// Copyright (c) 2025 Geoffrey Huntley <ghuntley@ghuntley.com>. All rights reserved.
// SPDX-License-Identifier: Proprietary

//! Centralized configuration management for the Skein server.
//!
//! This crate provides:
//! - Layered configuration from multiple sources (defaults, TOML file, environment)
//! - Type-safe configuration with validation
//! - Consistent environment variable naming (`SKEIN_SERVER_*`)

pub mod error;
pub mod layer;
pub mod sections;
pub mod sources;

pub use error::ConfigError;
pub use layer::ServerConfigLayer;
pub use sections::*;
pub use sources::{ConfigSource, DefaultsSource, EnvSource, Precedence, TomlSource};

use tracing::{debug, info};

/// Fully resolved server configuration.
#[derive(Debug, Clone, Default)]
pub struct ServerConfig {
	pub scheduler: SchedulerConfig,
	pub retry: RetryConfig,
	pub launcher: LauncherConfig,
	pub notify: NotifyConfig,
	pub database: DatabaseConfig,
	pub logging: LoggingConfig,
}

/// Load configuration from all sources with standard precedence.
///
/// Precedence (highest to lowest):
/// 1. Environment variables (`SKEIN_SERVER_*`)
/// 2. Config file (`/etc/skein/server.toml`)
/// 3. Built-in defaults
pub fn load_config() -> Result<ServerConfig, ConfigError> {
	load_from_sources(vec![
		Box::new(DefaultsSource),
		Box::new(TomlSource::system()),
		Box::new(EnvSource),
	])
}

/// Load configuration from environment only (for testing or simple deployments).
pub fn load_config_from_env() -> Result<ServerConfig, ConfigError> {
	load_from_sources(vec![Box::new(EnvSource)])
}

/// Load configuration with a custom config file path.
pub fn load_config_with_file(
	config_path: impl Into<std::path::PathBuf>,
) -> Result<ServerConfig, ConfigError> {
	load_from_sources(vec![
		Box::new(DefaultsSource),
		Box::new(TomlSource::new(config_path)),
		Box::new(EnvSource),
	])
}

fn load_from_sources(mut sources: Vec<Box<dyn ConfigSource>>) -> Result<ServerConfig, ConfigError> {
	sources.sort_by_key(|s| s.precedence());

	let mut merged = ServerConfigLayer::default();
	for source in sources {
		debug!(source = source.name(), "loading configuration source");
		let layer = source.load()?;
		merged.merge(layer);
	}

	finalize(merged)
}

/// Finalize configuration layer into resolved config.
pub fn finalize(layer: ServerConfigLayer) -> Result<ServerConfig, ConfigError> {
	let config = ServerConfig {
		scheduler: layer.scheduler.unwrap_or_default().finalize(),
		retry: layer.retry.unwrap_or_default().finalize(),
		launcher: layer.launcher.unwrap_or_default().finalize(),
		notify: layer.notify.unwrap_or_default().finalize(),
		database: layer.database.unwrap_or_default().finalize(),
		logging: layer.logging.unwrap_or_default().finalize(),
	};

	validate_config(&config)?;

	info!(
		poll_interval_ms = config.scheduler.poll_interval_ms,
		tasks_path = %config.scheduler.tasks_path.display(),
		namespace = %config.launcher.namespace,
		webhooks = config.notify.webhooks.len(),
		persistence = config.database.url.is_some(),
		"Server configuration loaded"
	);

	Ok(config)
}

/// Validate cross-field configuration rules.
fn validate_config(config: &ServerConfig) -> Result<(), ConfigError> {
	if config.scheduler.poll_interval_ms == 0 {
		return Err(ConfigError::Validation(
			"scheduler.poll_interval_ms must be greater than zero".to_string(),
		));
	}
	if config.scheduler.status_poll_interval_ms == 0 {
		return Err(ConfigError::Validation(
			"scheduler.status_poll_interval_ms must be greater than zero".to_string(),
		));
	}
	if config.scheduler.prune_interval_secs == 0 {
		return Err(ConfigError::Validation(
			"scheduler.prune_interval_secs must be greater than zero".to_string(),
		));
	}
	if !config.retry.factor.is_finite() || config.retry.factor < 1.0 {
		return Err(ConfigError::Validation(format!(
			"retry.factor must be a finite number >= 1.0, got {}",
			config.retry.factor
		)));
	}
	if config.launcher.namespace.trim().is_empty() {
		return Err(ConfigError::Validation(
			"launcher.namespace must not be empty".to_string(),
		));
	}
	if config.launcher.teardown_attempts == 0 {
		return Err(ConfigError::Validation(
			"launcher.teardown_attempts must be at least 1".to_string(),
		));
	}
	for webhook in &config.notify.webhooks {
		if !(webhook.url.starts_with("https://") || webhook.url.starts_with("http://")) {
			return Err(ConfigError::Validation(format!(
				"webhook url must be http(s): {}",
				webhook.url
			)));
		}
	}
	if let Some(url) = &config.database.url {
		if !url.starts_with("sqlite:") {
			return Err(ConfigError::Validation(format!(
				"database.url must be a sqlite: URL, got {url}"
			)));
		}
	}

	Ok(())
}

#[cfg(test)]
mod tests {
	use super::*;
	use std::io::Write;

	#[test]
	fn test_defaults_are_valid() {
		let config = finalize(ServerConfigLayer::default()).unwrap();
		assert_eq!(config.scheduler, SchedulerConfig::default());
		assert_eq!(config.launcher.namespace, "skein-runs");
		assert!(config.database.url.is_none());
	}

	#[test]
	fn test_rejects_shrinking_backoff() {
		let layer = ServerConfigLayer {
			retry: Some(RetryConfigLayer {
				factor: Some(0.5),
				..Default::default()
			}),
			..Default::default()
		};
		let err = finalize(layer).unwrap_err();
		assert!(err.to_string().contains("retry.factor"));
	}

	#[test]
	fn test_rejects_zero_poll_interval() {
		let layer = ServerConfigLayer {
			scheduler: Some(SchedulerConfigLayer {
				poll_interval_ms: Some(0),
				..Default::default()
			}),
			..Default::default()
		};
		assert!(matches!(finalize(layer), Err(ConfigError::Validation(_))));
	}

	#[test]
	fn test_rejects_non_http_webhook() {
		let layer: ServerConfigLayer = toml::from_str(
			r#"
[[notify.webhooks]]
url = "ftp://example.com"
"#,
		)
		.unwrap();
		let err = finalize(layer).unwrap_err();
		assert!(err.to_string().contains("ftp://example.com"));
	}

	#[test]
	fn test_rejects_non_sqlite_database() {
		let layer = ServerConfigLayer {
			database: Some(DatabaseConfigLayer {
				url: Some("postgres://localhost/skein".to_string()),
			}),
			..Default::default()
		};
		assert!(finalize(layer).is_err());
	}

	#[test]
	fn test_load_with_file() {
		let mut file = tempfile::NamedTempFile::new().unwrap();
		write!(
			file,
			r#"
[scheduler]
poll_interval_ms = 250
tasks_path = "/srv/skein/tasks"

[retry]
base_delay_ms = 500

[launcher]
delete_grace_secs = 15

[[notify.webhooks]]
url = "https://hooks.example.com/skein"
events = ["on_failure"]
"#
		)
		.unwrap();

		let config = load_config_with_file(file.path()).unwrap();
		assert_eq!(config.scheduler.poll_interval_ms, 250);
		assert_eq!(
			config.scheduler.tasks_path,
			std::path::PathBuf::from("/srv/skein/tasks")
		);
		assert_eq!(config.retry.base_delay_ms, 500);
		assert_eq!(config.retry.factor, 2.0);
		assert_eq!(config.launcher.delete_grace_secs, 15);
		assert_eq!(config.notify.webhooks.len(), 1);
	}
}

※

ACTIVITY: Everything above from the line with "#[derive(Debug, Clone, Default)]" to the line with "or simple deployments).", both included, must be repeated exactly, and nothing outside that range.

SOLUTION FOR THIS TASK:
#[derive(Debug, Clone, Default)]
pub struct ServerConfig {
	pub scheduler: SchedulerConfig,
	pub retry: RetryConfig,
	pub launcher: LauncherConfig,
	pub notify: NotifyConfig,
	pub database: DatabaseConfig,
	pub logging: LoggingConfig,
}

/// Load configuration from all sources with standard precedence.
///
/// Precedence (highest to lowest):
/// 1. Environment variables (`SKEIN_SERVER_*`)
/// 2. Config file (`/etc/skein/server.toml`)
/// 3. Built-in defaults
pub fn load_config() -> Result<ServerConfig, ConfigError> {
	load_from_sources(vec![
		Box::new(DefaultsSource),
		Box::new(TomlSource::system()),
		Box::new(EnvSource),
	])
}

/// Load configuration from environment only (for testing or simple deployments).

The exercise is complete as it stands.